The company doesn't dispute that it has sought to renegotiate leases in Ohio. In cases in other states where Chesapeake has walked away from deals, it contends that it had the contractual right to do so.

Chesapeake, the country's second-largest natural-gas producer, has spent about $2 billion to lease the mineral rights to more than a million acres—about 5% of Ohio's land mass—in a bet that Ohio's Utica Shale fields will become a major oil producer. The leases contain deadlines by which the company must drill wells costing millions of dollars apiece or give up rights to the property.

Facing a cash crunch and mounting pressure from activist shareholders to trim spending, Chesapeake is seeking contract changes that would allow it to drill fewer wells while keeping the leases. It is generally required to drill at least one well on a specified group of properties known as a unit; it is trying to bundle leases into much bigger units, which will allow it to drill fewer wells but retain rights to more acreage

The bigger units mean that each landowner's stake of any oil or gas produced is smaller, but they could potentially share in production from more wells.

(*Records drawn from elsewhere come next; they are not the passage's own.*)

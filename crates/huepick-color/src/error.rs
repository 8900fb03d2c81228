//! Color subsystem errors.

use thiserror::Error;

#[derive(Debug, Error)]
pub enum ColorError {
    #[error("non-finite component value: {0}")]
    NonFinite(f64),
    #[error("component value {value} is outside [0, 1]")]
    OutOfRange { value: f64 },
    #[error("invalid color key: {0}")]
    InvalidKey(String),
}

/// Result type alias for fallible color operations.
pub type ColorResult<T> = std::result::Result<T, ColorError>;
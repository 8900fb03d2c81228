//! HuePick Canvas - RGBA pixel buffers on top of the color library.
//!
//! Renders the hue/saturation gradient shown by the color map and averages
//! image regions down to a single picked color.

pub mod average;
pub mod buffer;
pub mod error;
pub mod gradient;

pub use average::{average_color, average_pixel};
pub use buffer::{PixelBuffer, Region, BYTES_PER_PIXEL};
pub use error::{CanvasError, CanvasResult};
pub use gradient::{hue_saturation_gradient, GRADIENT_LUMINOSITY};
//! Conversions between HSL, HSV, RGB and 24-bit RGB.
//!
//! Every function here is pure and total: inputs are already normalized, and
//! every output component is clamped back into `[0, 1]`.

use crate::component::{component_8bit, normalized_component, NormalizedComponent};
use crate::model::{Hsl, Hsv, Rgb, Rgb24};

/// Saturations at or below this are treated as gray and get hue 0.
pub const ACHROMATIC_EPSILON: f64 = 1e-5;

/// Phase offsets selecting red, green and blue from the shared HSL formula.
const HSL_PHASES: [f64; 3] = [0.0, 8.0, 4.0];

/// Phase offsets selecting red, green and blue from the shared HSV formula.
const HSV_PHASES: [f64; 3] = [5.0, 3.0, 1.0];

/// Convert HSL to RGB.
///
/// Uses the piecewise-linear form of the HSL to RGB mapping (CSS Color 4):
/// `a = s * min(l, 1 - l)`, then per channel
/// `l - a * clamp(min(k - 3, 9 - k, 1), -1, 1)` with `k = (n + 12h) mod 12`.
pub fn hsl_to_rgb(hsl: Hsl) -> Rgb {
    let Hsl {
        hue,
        saturation,
        luminosity,
    } = hsl;
    let (h, s, l) = (hue.get(), saturation.get(), luminosity.get());
    let a = s * l.min(1.0 - l);

    let channel = |n: f64| -> NormalizedComponent {
        let k = (n + h * 12.0).rem_euclid(12.0);
        let step = (k - 3.0).min(9.0 - k).min(1.0).clamp(-1.0, 1.0);
        normalized_component(l - a * step)
    };

    let [r, g, b] = HSL_PHASES;
    Rgb {
        red: channel(r),
        green: channel(g),
        blue: channel(b),
    }
}

/// Convert RGB to HSL.
///
/// Near-gray results (saturation at or below [`ACHROMATIC_EPSILON`]) are
/// canonicalized to hue 0.
pub fn rgb_to_hsl(rgb: Rgb) -> Hsl {
    let [red, green, blue] = rgb.to_array();
    let max = red.max(green).max(blue);
    let min = red.min(green).min(blue);
    let luminosity = (min + max) / 2.0;
    let d = max - min;

    let mut hue = 0.0;
    let mut saturation = 0.0;

    if d != 0.0 {
        saturation = if luminosity == 0.0 || luminosity == 1.0 {
            0.0
        } else {
            (max - luminosity) / luminosity.min(1.0 - luminosity)
        };

        hue = if max == red {
            (green - blue) / d + if green < blue { 6.0 } else { 0.0 }
        } else if max == green {
            (blue - red) / d + 2.0
        } else {
            (red - green) / d + 4.0
        };
        hue /= 6.0;
    }

    // Far out-of-gamut input can yield a negative saturation; flip to the
    // opposite hue instead. Defensive only: clamped channels always give
    // max >= luminosity, so this is unreachable through the public API.
    if saturation < 0.0 {
        hue += 0.5;
        saturation = saturation.abs();
    }

    if hue >= 1.0 {
        hue -= 1.0;
    }

    if saturation <= ACHROMATIC_EPSILON {
        hue = 0.0;
    }

    Hsl {
        hue: normalized_component(hue),
        saturation: normalized_component(saturation),
        luminosity: normalized_component(luminosity),
    }
}

/// Convert HSV to RGB.
///
/// Per channel `v - s * v * max(min(k, 4 - k, 1), 0)` with
/// `k = (n + 6h) mod 6`.
pub fn hsv_to_rgb(hsv: Hsv) -> Rgb {
    let (h, s, v) = (hsv.hue.get(), hsv.saturation.get(), hsv.value.get());
    let a = s * v;

    let channel = |n: f64| -> NormalizedComponent {
        let k = (n + h * 6.0).rem_euclid(6.0);
        let step = k.min(4.0 - k).min(1.0).max(0.0);
        normalized_component(v - a * step)
    };

    let [r, g, b] = HSV_PHASES;
    Rgb {
        red: channel(r),
        green: channel(g),
        blue: channel(b),
    }
}

/// Quantize an RGB color to true color.
pub fn rgb_as_rgb24(rgb: Rgb) -> Rgb24 {
    Rgb24 {
        red: component_8bit(rgb.red),
        green: component_8bit(rgb.green),
        blue: component_8bit(rgb.blue),
    }
}

/// Expand a true color back to normalized RGB.
///
/// `rgb_as_rgb24(rgb_from_rgb24(x)) == x` for every `x`; the reverse does
/// not hold because quantization drops precision.
pub fn rgb_from_rgb24(rgb24: Rgb24) -> Rgb {
    let expand = |c: u8| normalized_component(f64::from(c) / 255.0);
    Rgb {
        red: expand(rgb24.red.get()),
        green: expand(rgb24.green.get()),
        blue: expand(rgb24.blue.get()),
    }
}

impl From<Hsl> for Rgb {
    fn from(value: Hsl) -> Self {
        hsl_to_rgb(value)
    }
}

impl From<Hsv> for Rgb {
    fn from(value: Hsv) -> Self {
        hsv_to_rgb(value)
    }
}

impl From<Rgb> for Hsl {
    fn from(value: Rgb) -> Self {
        rgb_to_hsl(value)
    }
}

impl From<Rgb> for Rgb24 {
    fn from(value: Rgb) -> Self {
        rgb_as_rgb24(value)
    }
}

impl From<Rgb24> for Rgb {
    fn from(value: Rgb24) -> Self {
        rgb_from_rgb24(value)
    }
}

Chesapeake's agents tell landowners that they will be shut out of the oil and gas boom if they don't agree to the changes, according to landowners interviewed by The Wall Street Journal, which reviewed more than 100 property records in Ohio filed over the past year detailing the changes.

The company says the changes it seeks are minor and that most landowners have been amenable to them.

It says that many of the leases it acquired in Ohio were negotiated by other companies, some going back more than 20 years, and are ill-suited for the horizontal wells needed to extract oil and gas from shale rock; it acknowledges, however, that it stands to save money by combining leases into units that cover two square miles, at least twice the size of most existing units.

"Our objective is to employ the unit size that takes full advantage of breakthroughs in technology, and creates efficiencies in the use of capital," said Michael Kehs, a Chesapeake spokesman. Bigger units, he said, improve landowners' odds of sharing in a productive well.

Chesapeake carries significant clout in Ohio's rustbelt, where some landowners are eager to begin receiving royalties. More than 100 landowners in Carroll County alone have accepted the lease amendments so far this year, property records show.

"They've brought some industry to an area that's definitely needed it," said Byron Shankel, a farmer in Carroll County, southeast of Akron.

Others, though, are rankled.

"It kind of makes you mad," said Karen Hampton, who owns about 10 acres in Carroll County and refused to be part of a larger unit. She is one of eight landowners who last month sued Chesapeake to cancel their leases, alleging the company's agents, known as land men, warned them their property would become a "hole on the map" if they didn't agree to change their leases.

The company declined to comment on litigation. The company, in its legal response, said the plaintiffs failed to allege the specific circumstances in which the "hole on the map" comment was made, and that it was legally insufficient to support a charge of fraud. Chesapeake says in court filings that landowners are looking to cancel valid leases to pursue richer offers.

Chesapeake has recorded more than 3,000 leases in Carroll County since late 2010.

Joel Gingerich and his wife leased their 11 acres, which gave them a 7% stake in their original 160-acre unit. Their interest in the new 1,280-acre unit would be less than 1%.

"We all held out a little bit," he said, speaking of his neighbors. "In the end, I think most of us signed. They said if we don't sign, they'll just go around us, and we'll miss out altogether."

Chesapeake's flood-the-zone approach to leasing has helped the company capture coveted oil and gas fields across the country. But the strategy also saddled it with expensive drilling obligations: By the end of last year, Chesapeake had to drill to preserve the leases on more than half of the 15 million acres it controls, an area three times the size of New Jersey.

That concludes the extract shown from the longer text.